Hace poco, el 27 de julio, estuve en el Celler y, como siempre, se
trató de una experiencia maravillosa.
Esta visita al Celler me confirmó la sensación con la que me fui la
última vez que estuve allí. No sé si está bien decir que fui “a comer” al
Celler. Yo creo que, a esta altura, una visita al Celler es mucho más que una
cena: es una experiencia de placer, y el hecho de que salgamos de allí sin
hambre es solo un detalle –es más, diría que nos vamos sin hambre desde un punto
de vista fisiológico, pero no sin hambre de más y más sensaciones–. Confieso
que salgo feliz, muy feliz, pero también con una cierta tristeza, porque el
momento mágico llegó a su fin, y mientras camino hacia el auto solo puedo
pensar en que ¡ojalá pueda volver!
Cada visita al Celler es una mezcla de sensaciones.
Todo empieza cuando hago mi reserva: ¡ya está! ¡tengo mi mesa
asegurada! Después tratar de no pensar demasiado hasta que llegue el gran día.
Finalmente, el día llega y allá vamos.
Llegar al restaurante; entrar.
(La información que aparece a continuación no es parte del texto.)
// =============================================================================
// Tests
// =============================================================================

#[cfg(test)]
mod tests {
    use super::*;
    use crate::cache::{Clock, ManagerConfig, ManualClock};
    use crate::catalog::StaticFetcher;
    use crate::error::Error;
    use crate::partition::PartitionConfig;
    use crate::selector::{Detection, DetectionSource, Environment, SelectorConfig};
    use assert_matches::assert_matches;

    const M3U: &str = "#EXTM3U\n\
        #EXTINF:-1 tvg-id=\"a\" group-title=\"News\",Alpha\nhttp://s.tv/a\n\
        #EXTINF:-1 tvg-id=\"b\" group-title=\"Sports\",Beta\nhttp://s.tv/b\n\
        #EXTINF:-1 tvg-id=\"c\" group-title=\"XXX\",Gamma\nhttp://s.tv/c\n";

    struct Fixture {
        cache: ParseCache,
        fetcher: Arc<StaticFetcher>,
        clock: Arc<ManualClock>,
    }

    async fn fixture() -> Fixture {
        let clock = Arc::new(ManualClock::new(1_700_000_000_000));
        let manager = Arc::new(TieredCacheManager::in_memory(ManagerConfig::default(), clock.clone()).await);
        let store = Arc::new(CatalogStore::with_config(
            manager,
            PartitionConfig {
                batch_pause: Duration::ZERO,
                ..Default::default()
            },
        ));
        let selector = Arc::new(AdaptiveSelector::new(
            SelectorConfig::default(),
            Detection {
                environment: Environment::Development,
                source: DetectionSource::Fallback,
            },
        ));
        let fetcher = Arc::new(StaticFetcher::new().with("http://p.tv/list.m3u", M3U));
        let cache = ParseCache::new(store, selector, fetcher.clone(), "2.0");
        Fixture { cache, fetcher, clock }
    }

    #[test]
    fn test_source_kind() {
        assert_eq!(SourceKind::classify("http://p.tv/player_api.php?u=1"), SourceKind::Xtream);
        assert_eq!(SourceKind::classify("http://p.tv/guide.xml"), SourceKind::Epg);
        assert_eq!(SourceKind::classify("http://p.tv/list.m3u8"), SourceKind::M3u);
        assert_eq!(SourceKind::classify("http://p.tv/list"), SourceKind::Other);
        assert_eq!(SourceKind::M3u.bucket(), Duration::from_secs(86_400));
    }

    #[test]
    fn test_catalog_key_buckets() {
        let options = LoadOptions::default();
        let src = "http://p.tv/player_api.php";
        let t0 = 6 * 3_600_000 * 1_000;
        assert_eq!(catalog_key(src, &options, t0), catalog_key(src, &options, t0 + 3_600_000));
        assert_ne!(catalog_key(src, &options, t0), catalog_key(src, &options, t0 + 6 * 3_600_000));
        let filtered = LoadOptions {
            exclude_adult: true,
            max_channels: None,
        };
        assert_ne!(catalog_key(src, &options, t0), catalog_key(src, &filtered, t0));
        assert!(catalog_key(src, &options, t0).starts_with("catalog_"));
        assert_eq!(catalog_key(src, &options, t0).len(), "catalog_".len() + 16);
    }

    #[tokio::test]
    async fn test_second_load_skips_fetch() {
        let f = fixture().await;
        let options = LoadOptions::default();

        let first = f.cache.get_catalog("http://p.tv/list.m3u", &options).await.unwrap();
        assert_eq!(first.origin, LoadOrigin::Source);
        assert_eq!(first.len(), 3);
        assert_eq!(first.strategy, Some(StrategyKind::Category));

        let second = f.cache.get_catalog("http://p.tv/list.m3u", &options).await.unwrap();
        assert_eq!(second.origin, LoadOrigin::Cache);
        assert_eq!(second.format, Some(CatalogFormat::M3u));
        assert_eq!(second.channels, first.channels);
        assert_eq!(f.fetcher.fetch_count(), 1);

        let stats = f.cache.stats();
        assert_eq!((stats.hits, stats.misses), (1, 1));
    }

    #[tokio::test]
    async fn test_options_cache_separately() {
        let f = fixture().await;
        let filtered = LoadOptions {
            exclude_adult: true,
            max_channels: None,
        };
        let loaded = f.cache.get_catalog("http://p.tv/list.m3u", &filtered).await.unwrap();
        assert_eq!(loaded.len(), 2);
        f.cache.get_catalog("http://p.tv/list.m3u", &LoadOptions::default()).await.unwrap();
        assert_eq!(f.fetcher.fetch_count(), 2);
    }

    #[tokio::test]
    async fn test_new_bucket_refetches() {
        let f = fixture().await;
        let options = LoadOptions::default();
        f.cache.get_catalog("http://p.tv/list.m3u", &options).await.unwrap();
        f.clock.advance(Duration::from_secs(86_400));
        f.cache.get_catalog("http://p.tv/list.m3u", &options).await.unwrap();
        assert_eq!(f.fetcher.fetch_count(), 2);
    }

    #[tokio::test]
    async fn test_parse_failure_writes_nothing() {
        let f = fixture().await;
        f.fetcher.insert("http://p.tv/bad.m3u", "<html>nope</html>");
        let result = f.cache.get_catalog("http://p.tv/bad.m3u", &LoadOptions::default()).await;
        assert_matches!(result, Err(Error::ParseFailure { .. }));
        assert_eq!(f.cache.stats().parse_failures, 1);

        let key = catalog_key("http://p.tv/bad.m3u", &LoadOptions::default(), f.clock.now_ms());
        assert_eq!(f.cache.store.invalidate(&key).await, 0);
    }

    #[tokio::test]
    async fn test_window() {
        let f = fixture().await;
        let options = LoadOptions::default();
        let slice = f
            .cache
            .get_window("http://p.tv/list.m3u", &options, &WindowRequest::category("Sports"))
            .await
            .unwrap();
        let channels = slice.into_channels().unwrap();
        assert_eq!(channels.len(), 1);
        assert_eq!(channels[0].name, "Beta");

        let slice = f
            .cache
            .get_window("http://p.tv/list.m3u", &options, &WindowRequest::window(1, 5))
            .await
            .unwrap();
        assert_eq!(slice.len(), 2);
        assert_eq!(f.fetcher.fetch_count(), 1);
    }

    // =========================================================================
    // Schema marker
    // =========================================================================

    #[tokio::test]
    async fn test_schema_mismatch_clears_cache() {
        let f = fixture().await;
        let manager = f.cache.store.manager().clone();
        manager.set_schema_marker("1.0").await.unwrap();
        manager.set("stale:entry", &1, ContentType::Metadata).await.unwrap();

        f.cache.ensure_schema().await.unwrap();
        assert!(!manager.has("stale:entry").await);
        assert_eq!(manager.schema_marker().as_deref(), Some("2.0"));
    }

    #[tokio::test]
    async fn test_matching_schema_keeps_cache() {
        let f = fixture().await;
        let manager = f.cache.store.manager().clone();
        manager.set_schema_marker("2.0").await.unwrap();
        manager.set("kept", &1, ContentType::Metadata).await.unwrap();
        f.cache.ensure_schema().await.unwrap();
        assert!(manager.has("kept").await);
    }

    #[tokio::test]
    async fn test_schema_marker_outlives_ttl_and_sweep() {
        let f = fixture().await;
        let manager = f.cache.store.manager().clone();
        manager.set_schema_marker("1.0").await.unwrap();
        manager.set("catalog_old:chunk_0", &vec!["a"], ContentType::Channels).await.unwrap();

        f.clock.advance(Duration::from_secs(61 * 60));
        manager.sweep_expired().await;
        assert_eq!(manager.schema_marker().as_deref(), Some("1.0"));
        assert!(manager.has("catalog_old:chunk_0").await);

        f.cache.ensure_schema().await.unwrap();
        assert!(!manager.has("catalog_old:chunk_0").await);
        assert_eq!(manager.schema_marker().as_deref(), Some("2.0"));
    }

    #[tokio::test]
    async fn test_schema_marker_survives_eviction_pressure() {
        let f = fixture().await;
        let manager = f.cache.store.manager().clone();
        manager.set_schema_marker("1.0").await.unwrap();
        manager.set("catalog_old:chunk_0", &vec!["a"], ContentType::Channels).await.unwrap();

        // shrink every tier to one entry and churn through it
        let tight = crate::cache::TierCapacity::new(1, 1 << 20);
        manager
            .apply_capacities(crate::cache::TierCapacities {
                volatile: tight,
                compact: tight,
                bulk: tight,
            })
            .await;
        for i in 0..10 {
            manager.set(&format!("filler_{i}"), &i, ContentType::Metadata).await.unwrap();
        }
        assert_eq!(manager.schema_marker().as_deref(), Some("1.0"));

        f.cache.ensure_schema().await.unwrap();
        assert_eq!(manager.entry_count(), 0);
        assert_eq!(manager.schema_marker().as_deref(), Some("2.0"));
    }

    #[tokio::test]
    async fn test_missing_marker_over_entries_clears_cache() {
        let f = fixture().await;
        let manager = f.cache.store.manager().clone();
        manager.set("catalog_old:chunk_0", &vec!["a"], ContentType::Channels).await.unwrap();
        assert_eq!(manager.schema_marker(), None);

        f.cache.ensure_schema().await.unwrap();
        assert!(!manager.has("catalog_old:chunk_0").await);
        assert_eq!(manager.schema_marker().as_deref(), Some("2.0"));
    }

    #[tokio::test]
    async fn test_missing_marker_on_empty_cache_only_records_version() {
        let f = fixture().await;
        let manager = f.cache.store.manager().clone();
        f.cache.ensure_schema().await.unwrap();
        assert_eq!(manager.schema_marker().as_deref(), Some("2.0"));

        // a later load in the same bucket is still a hit
        f.cache.get_catalog("http://p.tv/list.m3u", &LoadOptions::default()).await.unwrap();
        f.cache.reset_schema_check();
        let again = f.cache.get_catalog("http://p.tv/list.m3u", &LoadOptions::default()).await.unwrap();
        assert_eq!(again.origin, LoadOrigin::Cache);
        assert_eq!(f.fetcher.fetch_count(), 1);
    }

    #[tokio::test]
    async fn test_schema_marker_persists_in_data_dir() {
        let dir = tempfile::tempdir().unwrap();
        let clock = Arc::new(ManualClock::new(1_699_956_000_000));
        let manager = TieredCacheManager::open_dir(dir.path(), ManagerConfig::default(), clock.clone()).await;
        manager.set_schema_marker("1.0").await.unwrap();
        drop(manager);

        let reopened = TieredCacheManager::open_dir(dir.path(), ManagerConfig::default(), clock).await;
        assert_eq!(reopened.schema_marker().as_deref(), Some("1.0"));
    }
}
Sentir cierta familiaridad con el
lugar, ver alguna cara conocida. Al ir hacia la mesa ya las sensaciones se van
haciendo más fuertes y se acentúan mis ganas de que la experiencia resulte lo
más larga posible. Quiero empezar a sentir, a oler, a ver…, pero despacio, muy
despacio.
Empieza el juego de la vuelta al mundo; habrá que adivinar dónde están
inspirados los distintos bocaditos que se nos ofrecen. En cierta forma,
uno podría trasladar este juego al total
de la experiencia. No me refiero al de adivinar inspiraciones, sino al de
detectar sabores, perfumes, sensaciones. Es casi como un juego, crece la
intriga por saber qué vendrá en el próximo plato, en el siguiente vino que
estamos por degustar. No se trata de una expectativa sobre qué voy a comer, sino, más bien, sobre qué voy a sentir, con qué sorpresa me voy a encontrar.
En resumen, visitar el Celler es una experiencia fundamentalmente
afectiva, por los afectos puestos en juego por todos los que allí trabajan, los
que permiten que nosotros, los clientes, podamos dejar aflorar los nuestros.